15 лет назад в Санкт-Петербурге увидела свет книга стихов Бориса Садовского (1881-1952), значительного поэта Серебряного века, чьё имя было возвращено народу одним из последних. Понять можно. По убеждениям он был монархистом, а в годы советской власти стал православным христианином, что, вероятно, мало вдохновляло издателей и до и после наступления нынешней либеральной эпохи. Однако его разнообразное творческое наследие и незаурядно-трагическая судьба не могли не интересовать исследователей. «Открывателем» Садовского в новое время стали И.Андреева и петербургский историк литературы Сергей Шумихин (1953-2014). Изысканная проза Садовского выходила в 1990-е отдельными книгами: «Лебединые клики» (сборник повестей и рассказов), «Приключения Карла Вебера: Роман», «Записки (1881-1916)», без которых Серебряный век «не полный».

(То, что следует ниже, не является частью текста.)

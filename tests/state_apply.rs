//! Binding, locking and diffing render state through a real device.

mod backend;

use backend::TestBackend;
use kestrel::{
    graphics::{
        backend::{
            recording::{BackendCall, CallLog},
            BlendTarget, Capabilities,
        },
        Blend, BlendState, Color, CullMode, DepthStencilState, FillMode, GraphicsDeviceManager,
        PrimitiveType, RasterizerState, SamplerState, StateLifecycle, TextureFilter,
    },
    Error,
};

/// Manager with a created device and the call log of that device, cleared after a first forced draw.
fn setup() -> (TestBackend, GraphicsDeviceManager, CallLog) {
    let mut platform = TestBackend::new();
    let mut graphics = GraphicsDeviceManager::default();
    graphics.create_device(&mut platform).unwrap();

    graphics
        .device_mut()
        .unwrap()
        .draw_primitives(PrimitiveType::TriangleList, 0, 1)
        .unwrap();
    let log = platform.last_log();
    log.clear();

    (platform, graphics, log)
}

#[test]
fn binding_twice_is_a_no_op() {
    let (_platform, mut graphics, _log) = setup();
    let device = graphics.device_mut().unwrap();

    let mut state = RasterizerState::new();
    state.set_cull_mode(CullMode::None).unwrap();

    assert!(state.bind_to_graphics_device(device).unwrap());
    let lifecycle = state.lifecycle();
    assert!(!state.bind_to_graphics_device(device).unwrap());

    assert_eq!(state.lifecycle(), lifecycle);
    assert_eq!(state.cull_mode(), CullMode::None);
    assert_eq!(device.resources().len(), 1);
}

#[test]
fn bound_state_is_locked() {
    let (_platform, mut graphics, _log) = setup();
    let device = graphics.device_mut().unwrap();

    let mut blend = BlendState::new();
    blend.set_color_source_blend(Blend::SourceAlpha).unwrap();
    device.set_blend_state(&mut blend).unwrap();

    assert!(matches!(
        blend.set_color_source_blend(Blend::Zero),
        Err(Error::BoundStateModified { .. })
    ));
    assert!(blend.target_mut(1).is_err());
    assert_eq!(blend.color_source_blend(), Blend::SourceAlpha);

    let mut sampler = SamplerState::new();
    device.set_sampler_state(0, &mut sampler).unwrap();
    assert!(sampler.set_filter(TextureFilter::Point).is_err());
    assert_eq!(sampler.filter(), SamplerState::new().filter());
}

#[test]
fn other_device_rejects_bound_state() {
    let (_platform, mut first, _log) = setup();
    let (_other_platform, mut second, _other_log) = setup();

    let mut state = DepthStencilState::new();
    state
        .bind_to_graphics_device(first.device_mut().unwrap())
        .unwrap();
    let first_id = first.graphics_device().unwrap().id();

    assert!(matches!(
        state.bind_to_graphics_device(second.device_mut().unwrap()),
        Err(Error::BoundToOtherDevice { .. })
    ));
    assert_eq!(state.lifecycle().device(), Some(first_id));
}

#[test]
fn presets_are_immutable_and_never_bound() {
    let (_platform, mut graphics, log) = setup();
    let device = graphics.device_mut().unwrap();

    let mut blend = BlendState::ADDITIVE;
    assert!(matches!(
        blend.set_blend_factor(Color::BLACK),
        Err(Error::DefaultStateModified { .. })
    ));
    assert!(matches!(
        blend.bind_to_graphics_device(device),
        Err(Error::DefaultStateBound { .. })
    ));

    let mut rasterizer = RasterizerState::CULL_NONE;
    assert!(rasterizer.set_fill_mode(FillMode::WireFrame).is_err());
    assert!(rasterizer.bind_to_graphics_device(device).is_err());

    let mut depth_stencil = DepthStencilState::NONE;
    assert!(depth_stencil.set_stencil_enable(true).is_err());

    let mut sampler = SamplerState::POINT_CLAMP;
    assert!(sampler.set_max_anisotropy(2).is_err());

    // Using a preset doesn't bind it
    device.set_rasterizer_state(&mut rasterizer).unwrap();
    device.draw_primitives(PrimitiveType::TriangleList, 0, 1).unwrap();
    assert!(matches!(rasterizer.lifecycle(), StateLifecycle::Preset(_)));
    assert_eq!(log.count(|call| *call == BackendCall::CullMode(CullMode::None)), 1);
}

#[test]
fn only_changed_fields_are_applied() {
    let (_platform, mut graphics, log) = setup();
    let device = graphics.device_mut().unwrap();

    // Same values as the current preset, nothing to do
    let mut same = RasterizerState::new();
    device.set_rasterizer_state(&mut same).unwrap();
    device.draw_primitives(PrimitiveType::TriangleList, 0, 1).unwrap();
    assert_eq!(log.state_calls(), 0);
    log.clear();

    let mut read_only = DepthStencilState::DEPTH_READ;
    device.set_depth_stencil_state(&mut read_only).unwrap();
    device.draw_primitives(PrimitiveType::TriangleList, 0, 1).unwrap();
    assert_eq!(log.state_calls(), 1);
    assert_eq!(
        log.take(),
        [
            BackendCall::DepthWriteEnabled(false),
            BackendCall::DrawPrimitives {
                primitive_type: PrimitiveType::TriangleList,
                vertex_start: 0,
                primitive_count: 1
            }
        ]
    );

    // Applying the same state again changes nothing
    device.set_depth_stencil_state(&mut read_only).unwrap();
    device.draw_primitives(PrimitiveType::TriangleList, 0, 1).unwrap();
    assert_eq!(log.state_calls(), 0);
}

#[test]
fn reset_forces_every_field() {
    let (_platform, mut graphics, log) = setup();
    let device = graphics.device_mut().unwrap();

    let parameters = device.presentation_parameters().clone();
    device.reset(parameters).unwrap();
    log.clear();

    device.draw_primitives(PrimitiveType::TriangleList, 0, 1).unwrap();

    // Every category is applied, including fields that already match
    assert_eq!(log.count(|call| matches!(call, BackendCall::CullMode(_))), 1);
    assert_eq!(
        log.count(|call| *call == BackendCall::DepthTestEnabled(true)),
        1
    );
    assert_eq!(
        log.count(|call| *call == BackendCall::BlendEnabled(BlendTarget::All, false)),
        1
    );
    assert_eq!(
        log.count(|call| matches!(call, BackendCall::SamplerFilter { .. })),
        device.context().sampler_slots()
    );
}

#[test]
fn unsupported_state_fails_at_draw() {
    let mut platform = TestBackend::new();
    platform.state_mut().capabilities = Capabilities::MINIMAL;
    let mut graphics = GraphicsDeviceManager::default();
    graphics.create_device(&mut platform).unwrap();
    let device = graphics.device_mut().unwrap();

    let mut wireframe = RasterizerState::new();
    wireframe.set_fill_mode(FillMode::WireFrame).unwrap();
    device.set_rasterizer_state(&mut wireframe).unwrap();

    assert!(matches!(
        device.draw_primitives(PrimitiveType::TriangleList, 0, 1),
        Err(Error::NotSupported(_))
    ));
    assert_eq!(
        platform
            .last_log()
            .count(|call| matches!(call, BackendCall::DrawPrimitives { .. })),
        0
    );
}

В 2001 году под эгидой Гуманитарного агентства «Академический проект» (Малая серия Новой библиотеки поэта) вышла книга стихов Бориса Садовского: «Стихотворения, рассказы в стихах, пьесы и монологи», вступительная статья и комментарии С.В. Шумихина.

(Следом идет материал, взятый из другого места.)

//! Graphics device, render state objects and the backends they are applied to.

pub mod adapter;
pub mod backend;
mod cache;
pub mod context;
pub mod device;
pub mod manager;
pub mod presentation;
pub mod resource;
pub mod state;

pub use adapter::{DisplayMode, GraphicsAdapter};
pub use context::GraphicsContext;
pub use device::GraphicsDevice;
pub use manager::GraphicsDeviceManager;
pub use presentation::{
    DisplayOrientation, GraphicsDeviceInformation, PreparingDeviceSettingsEventArgs,
    PresentInterval, PresentationParameters,
};
pub use state::{
    blend::{Blend, BlendFunction, BlendState, ColorWriteChannels, TargetBlendState},
    depth_stencil::{DepthStencilState, StencilOperation},
    rasterizer::{CullMode, FillMode, RasterizerState},
    sampler::{SamplerState, TextureAddressMode, TextureFilter, TextureFilterMode},
    StateLifecycle,
};

use serde::Deserialize;

/// Amount of simultaneous render targets that can have their own blend state.
pub const MAX_RENDER_TARGETS: usize = 4;

/// Amount of sampler slots on a device.
pub const MAX_SAMPLER_SLOTS: usize = 16;

/// 32 bit color with 8 bits per channel.
#[derive(Debug, Clone, Copy, PartialEq, Eq, Hash, Default)]
pub struct Color {
    /// Red channel.
    pub r: u8,
    /// Green channel.
    pub g: u8,
    /// Blue channel.
    pub b: u8,
    /// Alpha channel.
    pub a: u8,
}

impl Color {
    /// Fully opaque white.
    pub const WHITE: Self = Self::new(0xFF, 0xFF, 0xFF, 0xFF);
    /// Fully opaque black.
    pub const BLACK: Self = Self::new(0, 0, 0, 0xFF);
    /// Black with zero alpha.
    pub const TRANSPARENT_BLACK: Self = Self::new(0, 0, 0, 0);
    /// The color XNA samples clear the screen with.
    pub const CORNFLOWER_BLUE: Self = Self::new(0x64, 0x95, 0xED, 0xFF);

    /// Construct from the separate channels.
    #[inline]
    #[must_use]
    pub const fn new(r: u8, g: u8, b: u8, a: u8) -> Self {
        Self { r, g, b, a }
    }

    /// Channels normalized to `0.0..=1.0`, in RGBA order.
    #[inline]
    #[must_use]
    pub fn to_vector4(self) -> [f32; 4] {
        [self.r, self.g, self.b, self.a].map(|channel| f32::from(channel) / 255.0)
    }
}

/// Comparison used by depth, stencil and comparison sampler tests.
#[derive(Debug, Clone, Copy, PartialEq, Eq, Hash, Default)]
pub enum CompareFunction {
    /// Always pass.
    #[default]
    Always,
    /// Never pass.
    Never,
    /// Pass if the new value is less than the stored one.
    Less,
    /// Pass if the new value is less than or equal to the stored one.
    LessEqual,
    /// Pass if the values are equal.
    Equal,
    /// Pass if the new value is greater than or equal to the stored one.
    GreaterEqual,
    /// Pass if the new value is greater than the stored one.
    Greater,
    /// Pass if the values differ.
    NotEqual,
}

/// Feature level a device is created with.
///
/// Changing the profile of a running game always requires a brand new device.
#[derive(Debug, Clone, Copy, PartialEq, Eq, Hash, PartialOrd, Ord, Default, Deserialize)]
pub enum GraphicsProfile {
    /// Limited feature set, supported everywhere.
    Reach,
    /// Full feature set.
    #[default]
    HiDef,
}

/// Pixel format of a surface.
#[derive(Debug, Clone, Copy, PartialEq, Eq, Hash, Default, Deserialize)]
#[non_exhaustive]
pub enum SurfaceFormat {
    /// 8 bits per channel, RGBA order.
    #[default]
    Color,
    /// 8 bits per channel, BGRA order.
    Bgra32,
    /// 5 bits red, 6 bits green, 5 bits blue.
    Bgr565,
    /// 4 bits per channel.
    Bgra4444,
    /// 10 bits per color channel, 2 bits alpha.
    Rgba1010102,
    /// 16 bit float per channel.
    HalfVector4,
    /// 32 bit float per channel.
    Vector4,
}

/// Format of the depth and stencil buffer.
#[derive(Debug, Clone, Copy, PartialEq, Eq, Hash, Default, Deserialize)]
pub enum DepthFormat {
    /// No depth buffer.
    None,
    /// 16 bit depth.
    Depth16,
    /// 24 bit depth.
    #[default]
    Depth24,
    /// 24 bit depth with an 8 bit stencil buffer.
    Depth24Stencil8,
}

impl DepthFormat {
    /// Factor a constant depth bias is multiplied with before it's given to the backend.
    ///
    /// The XNA depth bias is expressed as a fraction of the depth range, backends expect it in units of the smallest representable depth value.
    #[inline]
    #[must_use]
    pub const fn depth_bias_scale(self) -> f32 {
        match self {
            Self::None => 0.0,
            Self::Depth16 => 65_535.0,
            Self::Depth24 | Self::Depth24Stencil8 => 16_777_215.0,
        }
    }

    /// Whether the format has stencil bits.
    #[inline]
    #[must_use]
    pub const fn has_stencil(self) -> bool {
        matches!(self, Self::Depth24Stencil8)
    }
}

/// How vertices are assembled into primitives.
#[derive(Debug, Clone, Copy, PartialEq, Eq, Hash)]
pub enum PrimitiveType {
    /// Separate triangles, three vertices each.
    TriangleList,
    /// Connected triangles sharing two vertices.
    TriangleStrip,
    /// Separate lines, two vertices each.
    LineList,
    /// Connected lines.
    LineStrip,
    /// Separate points.
    PointList,
}

impl PrimitiveType {
    /// Amount of vertices needed for drawing `primitive_count` primitives.
    #[inline]
    #[must_use]
    pub const fn vertex_count(self, primitive_count: usize) -> usize {
        match self {
            Self::TriangleList => primitive_count * 3,
            Self::TriangleStrip => primitive_count + 2,
            Self::LineList => primitive_count * 2,
            Self::LineStrip => primitive_count + 1,
            Self::PointList => primitive_count,
        }
    }
}

/// Which buffers a clear call touches.
#[derive(Debug, Clone, Copy, PartialEq, Eq, Hash)]
pub struct ClearOptions(u8);

impl ClearOptions {
    /// Clear the color target.
    pub const TARGET: Self = Self(0b001);
    /// Clear the depth buffer.
    pub const DEPTH_BUFFER: Self = Self(0b010);
    /// Clear the stencil buffer.
    pub const STENCIL: Self = Self(0b100);
    /// Clear everything.
    pub const ALL: Self = Self(0b111);

    /// Whether all flags of `other` are set.
    #[inline]
    #[must_use]
    pub const fn contains(self, other: Self) -> bool {
        self.0 & other.0 == other.0
    }
}

impl std::ops::BitOr for ClearOptions {
    type Output = Self;

    #[inline]
    fn bitor(self, rhs: Self) -> Self::Output {
        Self(self.0 | rhs.0)
    }
}

#[cfg(test)]
mod tests {
    use super::{ClearOptions, Color, DepthFormat, PrimitiveType};

    #[test]
    fn color_to_vector() {
        assert_eq!(Color::WHITE.to_vector4(), [1.0; 4]);
        assert_eq!(Color::TRANSPARENT_BLACK.to_vector4(), [0.0; 4]);
    }

    #[test]
    fn depth_bias_scale() {
        assert!(DepthFormat::None.depth_bias_scale().abs() < f32::EPSILON);
        assert!(DepthFormat::Depth24Stencil8.depth_bias_scale() > DepthFormat::Depth16.depth_bias_scale());
    }

    #[test]
    fn vertex_count() {
        assert_eq!(PrimitiveType::TriangleList.vertex_count(2), 6);
        assert_eq!(PrimitiveType::TriangleStrip.vertex_count(2), 4);
        assert_eq!(PrimitiveType::LineStrip.vertex_count(3), 4);
    }

    #[test]
    fn clear_options() {
        let options = ClearOptions::TARGET | ClearOptions::STENCIL;

        assert!(options.contains(ClearOptions::TARGET));
        assert!(!options.contains(ClearOptions::DEPTH_BUFFER));
        assert!(ClearOptions::ALL.contains(options));
    }
}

Здесь мы остановимся лишь на некоторых исключительных моментах судьбы писателя и только в ракурсе заданной темы: Борис Садовский как насельник вечной Святой Руси.

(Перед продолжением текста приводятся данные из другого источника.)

//! Shadow copies of what a context last handed to its backend.

use super::{
    state::{
        blend::BlendCache, depth_stencil::DepthStencilCache, rasterizer::RasterizerCache,
        sampler::SamplerCache,
    },
    MAX_SAMPLER_SLOTS,
};

/// Last applied state of every category.
///
/// Only meaningful after a forced apply, a fresh cache holds defaults the backend may not have.
#[derive(Debug, Default)]
pub(crate) struct StateCache {
    /// Blending.
    pub(crate) blend: BlendCache,
    /// Depth and stencil.
    pub(crate) depth_stencil: DepthStencilCache,
    /// Rasterization.
    pub(crate) rasterizer: RasterizerCache,
    /// One per sampler slot.
    pub(crate) samplers: [SamplerCache; MAX_SAMPLER_SLOTS],
}
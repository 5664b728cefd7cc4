//! Windowless platform.
//!
//! Devices created by it record their calls instead of drawing, which makes it suitable for servers, tools and automated tests of game logic.

use super::Backend;
use crate::{
    error::Result,
    graphics::{
        backend::{
            recording::{CallLog, RecordingBackend},
            Capabilities, DeviceBackend,
        },
        GraphicsAdapter, GraphicsProfile, PresentationParameters,
    },
};

/// Platform without a window that creates [`RecordingBackend`] devices.
///
/// # Example
///
/// ```
/// use kestrel::{backend::headless::HeadlessBackend, graphics::GraphicsDeviceManager};
///
/// let mut platform = HeadlessBackend::new();
/// let mut graphics = GraphicsDeviceManager::default();
/// graphics.create_device(&mut platform)?;
///
/// assert_eq!(platform.devices_created(), 1);
/// # Ok::<(), kestrel::Error>(())
/// ```
#[derive(Debug, Default)]
pub struct HeadlessBackend {
    /// Adapter reported to the device manager.
    adapter: GraphicsAdapter,
    /// What created devices claim to support.
    capabilities: Capabilities,
    /// Amount of devices created so far.
    devices_created: usize,
    /// Calls of the most recently created device.
    last_log: Option<CallLog>,
}

impl HeadlessBackend {
    /// Create with the default adapter and every capability.
    #[inline]
    #[must_use]
    pub fn new() -> Self {
        Self::default()
    }

    /// Report a different adapter.
    #[inline]
    #[must_use]
    pub fn with_adapter(mut self, adapter: GraphicsAdapter) -> Self {
        self.adapter = adapter;

        self
    }

    /// Let created devices report different capabilities.
    #[inline]
    #[must_use]
    pub const fn with_capabilities(mut self, capabilities: Capabilities) -> Self {
        self.capabilities = capabilities;

        self
    }

    /// Amount of devices created so far.
    #[inline]
    #[must_use]
    pub const fn devices_created(&self) -> usize {
        self.devices_created
    }

    /// Calls recorded by the most recently created device.
    #[inline]
    #[must_use]
    pub fn last_call_log(&self) -> Option<CallLog> {
        self.last_log.clone()
    }
}

impl Backend for HeadlessBackend {
    #[inline]
    fn default_adapter(&self) -> GraphicsAdapter {
        self.adapter.clone()
    }

    #[inline]
    fn create_device(
        &mut self,
        _adapter: &GraphicsAdapter,
        _graphics_profile: GraphicsProfile,
        _presentation_parameters: &PresentationParameters,
    ) -> Result<Box<dyn DeviceBackend>> {
        let backend = RecordingBackend::with_capabilities(self.capabilities);
        self.last_log = Some(backend.log());
        self.devices_created += 1;

        Ok(Box::new(backend))
    }
}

Примечательно, что первым стихотворением, которое опубликовал двадцатилетний поэт, была баллада «Иоанн Грозный» (1901). В балладе нет осуждения царю, что не свойственно эпохе, которая расцветала революционным террором как язвами тело прокажённого, но есть понимание задачи Самодержца в описываемый момент: «Сразить надменное боярство и Русью править одному».
Валерий Брюсов ввёл Садовского в литературные круги, и вскоре тот стал популярен, его с охотой печатали все самые известные журналы Москвы и Петербурга.
Его родовая фамилия Садовский, Садовской - литературное имя, «стилизованное под старину», под боярскую древность. Падение самодержавия, что совпало с катастрофой его тела (Садовской оказался полностью парализован в 35 лет), он воспринял как конец России, эпохой перед Антихристом.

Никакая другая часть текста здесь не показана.